(Saved entries)
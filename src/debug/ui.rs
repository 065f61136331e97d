//! Debug domain: UI components and layout helpers.

use bevy::prelude::*;

use crate::debug::state::{DebugAction, DebugState};
use crate::movement::{ControllerTuning, TuningParam};

/// Marker for the debug UI root
#[derive(Component, Debug)]
pub struct DebugUI;

/// Marker for debug info overlay (position, yaw, animation)
#[derive(Component, Debug)]
pub struct DebugInfoOverlay;

/// Marker for status message text
#[derive(Component, Debug)]
pub struct DebugStatusMessage;

/// Debug panel button
#[derive(Component, Debug)]
pub struct DebugButton {
    pub action: DebugAction,
}

pub(crate) fn spawn_debug_ui(
    commands: &mut Commands,
    debug_state: &DebugState,
    tuning: &ControllerTuning,
) {
    let bg_color = Color::srgba(0.1, 0.1, 0.15, 0.95);
    let button_color = Color::srgb(0.2, 0.2, 0.28);
    let text_color = Color::srgb(0.9, 0.9, 0.9);
    let title_color = Color::srgb(0.9, 0.7, 0.3);
    let muted_text = Color::srgb(0.6, 0.6, 0.7);

    let status = debug_state
        .status_message
        .as_ref()
        .map(|(message, _)| message.clone())
        .unwrap_or_default();

    commands
        .spawn((
            DebugUI,
            Node {
                position_type: PositionType::Absolute,
                right: Val::Px(20.0),
                top: Val::Px(20.0),
                width: Val::Px(300.0),
                flex_direction: FlexDirection::Column,
                padding: UiRect::all(Val::Px(12.0)),
                row_gap: Val::Px(8.0),
                border: UiRect::all(Val::Px(2.0)),
                ..default()
            },
            BackgroundColor(bg_color),
            BorderColor::all(Color::srgb(0.4, 0.35, 0.2)),
            ZIndex(500),
        ))
        .with_children(|parent| {
            parent
                .spawn(Node {
                    flex_direction: FlexDirection::Row,
                    justify_content: JustifyContent::SpaceBetween,
                    align_items: AlignItems::Center,
                    margin: UiRect::bottom(Val::Px(8.0)),
                    ..default()
                })
                .with_children(|row| {
                    row.spawn((
                        Text::new("CONTROLLER TUNING"),
                        TextFont {
                            font_size: 18.0,
                            ..default()
                        },
                        TextColor(title_color),
                    ));

                    spawn_debug_button(row, "X", DebugAction::Close, button_color, text_color);
                });

            parent.spawn((
                Text::new("F1 or ` to toggle | Ctrl+1..3 select, Ctrl+= / Ctrl+- adjust"),
                TextFont {
                    font_size: 11.0,
                    ..default()
                },
                TextColor(muted_text),
                Node {
                    margin: UiRect::bottom(Val::Px(8.0)),
                    ..default()
                },
            ));

            parent.spawn((
                DebugStatusMessage,
                Text::new(status),
                TextFont {
                    font_size: 12.0,
                    ..default()
                },
                TextColor(Color::srgb(0.5, 0.9, 0.5)),
                Node {
                    min_height: Val::Px(16.0),
                    margin: UiRect::bottom(Val::Px(4.0)),
                    ..default()
                },
            ));

            spawn_section_header(parent, "Movement", title_color);

            for (index, param) in TuningParam::ALL.into_iter().enumerate() {
                let marker = if param == debug_state.selected { ">" } else { " " };
                let label = format!(
                    "{} {} [Ctrl+{}]: {}",
                    marker,
                    param.label(),
                    index + 1,
                    param.display(tuning.get(param))
                );

                parent
                    .spawn(Node {
                        flex_direction: FlexDirection::Row,
                        justify_content: JustifyContent::SpaceBetween,
                        align_items: AlignItems::Center,
                        column_gap: Val::Px(8.0),
                        ..default()
                    })
                    .with_children(|row| {
                        row.spawn((
                            Text::new(label),
                            TextFont {
                                font_size: 12.0,
                                ..default()
                            },
                            TextColor(text_color),
                        ));
                        row.spawn(Node {
                            flex_direction: FlexDirection::Row,
                            column_gap: Val::Px(4.0),
                            ..default()
                        })
                        .with_children(|buttons| {
                            spawn_debug_button(
                                buttons,
                                "-",
                                DebugAction::Adjust(param, -1),
                                button_color,
                                text_color,
                            );
                            spawn_debug_button(
                                buttons,
                                "+",
                                DebugAction::Adjust(param, 1),
                                button_color,
                                text_color,
                            );
                        });
                    });
            }

            spawn_section_header(parent, "Misc", title_color);

            parent
                .spawn(Node {
                    flex_direction: FlexDirection::Row,
                    column_gap: Val::Px(8.0),
                    ..default()
                })
                .with_children(|row| {
                    spawn_debug_button(
                        row,
                        "Info [Ctrl+I]",
                        DebugAction::ToggleInfo,
                        button_color,
                        text_color,
                    );
                    spawn_debug_button(
                        row,
                        "Snapshot [Ctrl+J]",
                        DebugAction::ExportSnapshot,
                        button_color,
                        text_color,
                    );
                });
        });
}

fn spawn_section_header(parent: &mut ChildSpawnerCommands, title: &str, color: Color) {
    parent.spawn((
        Text::new(title),
        TextFont {
            font_size: 13.0,
            ..default()
        },
        TextColor(color),
        Node {
            margin: UiRect::new(Val::Px(0.0), Val::Px(0.0), Val::Px(8.0), Val::Px(4.0)),
            ..default()
        },
    ));
}

fn spawn_debug_button(
    parent: &mut ChildSpawnerCommands,
    label: &str,
    action: DebugAction,
    bg_color: Color,
    text_color: Color,
) {
    parent
        .spawn((
            DebugButton { action },
            Button,
            Node {
                padding: UiRect::axes(Val::Px(8.0), Val::Px(4.0)),
                border: UiRect::all(Val::Px(1.0)),
                ..default()
            },
            BackgroundColor(bg_color),
            BorderColor::all(Color::srgb(0.35, 0.35, 0.45)),
        ))
        .with_child((
            Text::new(label),
            TextFont {
                font_size: 11.0,
                ..default()
            },
            TextColor(text_color),
        ));
}

pub(crate) fn spawn_debug_info_overlay(commands: &mut Commands) {
    commands.spawn((
        DebugInfoOverlay,
        Text::new("Loading..."),
        TextFont {
            font_size: 12.0,
            ..default()
        },
        TextColor(Color::srgb(0.8, 0.9, 0.8)),
        Node {
            position_type: PositionType::Absolute,
            left: Val::Px(20.0),
            bottom: Val::Px(20.0),
            padding: UiRect::all(Val::Px(8.0)),
            ..default()
        },
        BackgroundColor(Color::srgba(0.0, 0.0, 0.0, 0.7)),
        ZIndex(500),
    ));
}

pub(crate) fn refresh_debug_ui(
    commands: &mut Commands,
    debug_state: &DebugState,
    tuning: &ControllerTuning,
    existing_ui: &Query<Entity, With<DebugUI>>,
) {
    // Despawn and respawn to refresh values
    for entity in existing_ui.iter() {
        commands.entity(entity).despawn();
    }
    if debug_state.ui_visible {
        spawn_debug_ui(commands, debug_state, tuning);
    }
}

[Exercise details] Which lines belong in the answer? Exactly those from the first line of the entries through the line holding "let text_color = Color::srgb(0.9, 0.9, 0.9);", inclusive, copied unchanged.

[Answer to this task]
filename src/debug/ui.rs
repository 065f61136331e97d
//! Debug domain: UI components and layout helpers.

use bevy::prelude::*;

use crate::debug::state::{DebugAction, DebugState};
use crate::movement::{ControllerTuning, TuningParam};

/// Marker for the debug UI root
#[derive(Component, Debug)]
pub struct DebugUI;

/// Marker for debug info overlay (position, yaw, animation)
#[derive(Component, Debug)]
pub struct DebugInfoOverlay;

/// Marker for status message text
#[derive(Component, Debug)]
pub struct DebugStatusMessage;

/// Debug panel button
#[derive(Component, Debug)]
pub struct DebugButton {
    pub action: DebugAction,
}

pub(crate) fn spawn_debug_ui(
    commands: &mut Commands,
    debug_state: &DebugState,
    tuning: &ControllerTuning,
) {
    let bg_color = Color::srgba(0.1, 0.1, 0.15, 0.95);
    let button_color = Color::srgb(0.2, 0.2, 0.28);
    let text_color = Color::srgb(0.9, 0.9, 0.9);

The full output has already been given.